The aim of this clinical study was to examine the feasibility and safety of autologous UCBC infusion in newborns with HIE. Our treatment protocol prioritized the feasibility foremost. The cell doses administered were not adjusted and inherently determined by the volumes of collected UCB and the numbers of cells in it, as autologous UCB was used. The timings of cell infusion were extrapolated from animal studies considering the safety of noncryopreserved UCB. Some of the data of this clinical study have already been published, i.e., the brief data on early time points from five of the six cases²⁸. In this article, we have presented more detailed data up to 18 months of age from all six cases.

We assumed that the following two issues might be crucial in this study: (1) collecting a sufficient volume of UCB in clinical emergencies, i.e., birth of critically ill newborns with asphyxia, and (2) the sterility of the UCB. In all cases, we tried to collect UCB, and we successfully collected an adequate volume of it with no bacterial contamination. There were no problems in volume-reducing processing with the automated centrifugation machine or preserving the processed UCB until use. The retrieval rates of CD34⁺ cells after processing were less than 50% in the first two cases. The actual retrieval rate in Case no. 1 was not that low, as the test sample of the processed UCB was drawn out of the upper part of the UCB kept in a syringe for a certain period, i.e., we assumed that the upper part of the UCB might have become like a supernatant with fewer cells. We shared this information among our study group members. Subsequently, test samples were drawn after mixing the UCB in a syringe. The low retrieval rate of CD34⁺ cells in Case no. 2 was probably due to the fact that the UCB volume before processing was the lowest possible volume for automated processing, which might have caused many CD34⁺ cells to be removed from the final UCB product together with red blood cells (RBCs). A study showed that small volumes of bone marrow resulted in lower leukocyte recovery by the automated machine Sepax^® 29. In the other four cases, the retrieval rates were sufficiently high, 77% in one case and more than 90% in the other three cases.
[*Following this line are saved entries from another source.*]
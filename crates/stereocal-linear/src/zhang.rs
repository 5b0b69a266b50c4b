//! Zhang's closed-form intrinsic initialisation from plane homographies.

use nalgebra::DMatrix;
use stereocal_core::{CalibError, Intrinsics, Mat3, Real, Result};

/// Build the 6-vector `v_ij(H)` from Zhang's mutual-orthogonality
/// constraints on the homography columns.
fn v_ij(hmtx: &Mat3, i: usize, j: usize) -> nalgebra::SVector<Real, 6> {
    let hi = hmtx.column(i);
    let hj = hmtx.column(j);

    nalgebra::SVector::<Real, 6>::from_row_slice(&[
        hi[0] * hj[0],
        hi[0] * hj[1] + hi[1] * hj[0],
        hi[1] * hj[1],
        hi[2] * hj[0] + hi[0] * hj[2],
        hi[2] * hj[1] + hi[1] * hj[2],
        hi[2] * hj[2],
    ])
}

/// Estimate camera intrinsics `K` from a set of plane homographies.
///
/// Solves `V b = 0` for the image of the absolute conic and decomposes it
/// into `(fx, fy, cx, cy, skew)`. Requires at least 3 homographies for a
/// stable solution.
pub fn intrinsics_from_homographies(hmtxs: &[Mat3]) -> Result<Intrinsics> {
    if hmtxs.len() < 3 {
        return Err(CalibError::InsufficientCorrespondences {
            got: hmtxs.len(),
            need: 3,
        });
    }

    let m = hmtxs.len();
    let mut vmtx = DMatrix::<Real>::zeros(2 * m, 6);

    for (k, hmtx) in hmtxs.iter().enumerate() {
        let v11 = v_ij(hmtx, 0, 0);
        let v22 = v_ij(hmtx, 1, 1);
        let v12 = v_ij(hmtx, 0, 1);

        vmtx.row_mut(2 * k).copy_from(&v12.transpose());
        vmtx.row_mut(2 * k + 1).copy_from(&(v11 - v22).transpose());
    }

    let svd = vmtx.svd(true, true);
    let v_t = svd
        .v_t
        .ok_or_else(|| CalibError::DegenerateGeometry("SVD failed in Zhang init".into()))?;
    let b = v_t.row(v_t.nrows() - 1);

    let (b11, b12, b22, b13, b23, b33) = (b[0], b[1], b[2], b[3], b[4], b[5]);

    let denom = b11 * b22 - b12 * b12;
    let denom_norm = b11 * b11 + b22 * b22;
    let denom_rel = if denom_norm > 0.0 {
        denom.abs() / denom_norm
    } else {
        0.0
    };
    if denom_rel <= 1e-8 {
        return Err(CalibError::DegenerateGeometry(
            "homographies do not constrain the intrinsics (coplanar poses?)".into(),
        ));
    }

    // Zhang's closed-form decomposition of B = K^-T K^-1 (up to scale).
    let v0 = (b12 * b13 - b11 * b23) / denom;
    let lambda = b33 - (b13 * b13 + v0 * (b12 * b13 - b11 * b23)) / b11;

    if lambda.signum() != b11.signum() {
        return Err(CalibError::DegenerateGeometry(
            "inconsistent conic signature; check homography quality".into(),
        ));
    }

    let alpha = (lambda / b11).sqrt();
    let beta = (lambda * b11 / denom).sqrt();
    let gamma = -b12 * alpha * alpha * beta / lambda;
    let u0 = gamma * v0 / beta - b13 * alpha * alpha / lambda;

    Ok(Intrinsics {
        fx: alpha,
        fy: beta,
        cx: u0,
        cy: v0,
        skew: gamma,
    })
}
The main safety issue in this study was whether the physiological condition, especially circulatory and respiratory conditions, in severely ill infants would be stable during and after cell infusions. All six infants were sick in the perinatal period and received 72 hours of whole-body cooling initiated by 4 hours after birth; therefore, these infants were vulnerable to factors that might influence cardiovascular and respiratory status. We closely monitored the cardiovascular and respiratory status during the first several days of cell therapy. We did not find changes that might be caused by cell infusions. Additionally, we repeatedly analysed peripheral blood during the first several days of cell therapy. Even though the infants received concentrated UBC, the blood cell counts were not altered during the cell therapy period. CD34⁺ cell counts did not increase following UCB infusion, which was not unexpected as physiologically CD34⁺ cell counts rapidly decrease over the first few days of life^30,31. Returning 0.3–9.7 × 10⁶ CD34⁺ cells did not prevent a decrease in the cell concentration in the peripheral blood.

As the cells were autologous UCBCs with minimal processing, the tumourigenicity of the infused cells was not an issue. Therefore, the primary outcome measure of this study was set as a combined rate of circulatory stability, respiratory stability, and death at 30 days of age. All six participants of this study survived up to the end of the observation period, i.e., 18 months of age. There was not a single case that required circulatory support, such as the use of vasopressors, or respiratory support, such as the use of oxygen at 30 days of age. However, one infant later required the use of oxygen and respiratory support during night sleep.

Recently, the Baby Cooling Registry of Japan Collaboration Team reported data collected from 485 HIE infants who received therapeutic hypothermia from 2012 to 2014³². The basic characteristics of each of the study participants are similar, although the severity of HIE was slightly milder in the present study (Table 5). The rates of adverse events in the present study were similar to or somewhat milder than those in the report. The report did not include neurological outcomes, such as the mean DQ and rate of cerebral palsy.

Table 5.

Comparison of the present study and a recent cohort study.

	Present study	Reference*
Apgar score
1 min	2 (0–5)	1 {1–3}
5 min	4 (0–7)	4 {2–5}
10 min	6 (1–9)	5 {3–7}
Cord or first glood gas
pH	7.16 (6.96–7.23)	6.94 ± 0.21
base deficit (mmol/L)	8.4 (5.1–20.0)	14.6 ± 10.5
Sarnat staging
stage I	0	11.7
stage II	83	61.1
stage III	17	27.2
Hypotension	17	34.8
Seizures	33	24.7
Coagulation disorders	17	13.2
Arrythmia	0	1.4
Weak cardiac muscle contraction	17	n/a
Hyperglycemia	17	n/a
Hypoglycemia	0	1
Septicemia	0	0.8
Subcutaneous fat necrosis	0	0.4
Dependence on tube feeding	17	18.6
Dependence on respiratory support	0	9.7
Death before discharge	0	2.7

Reference; Tsuda et al., Sci Rep 2017.

The Apgar scores are presented as the median and range in the present study and as the median and interquartile range in the reference study. The data from blood examinations are presented as the median and range in the present study and as the mean ± standard deviation in the reference study. All other data are presented as the ratio (%) of cases among study participants. n/a: data not available.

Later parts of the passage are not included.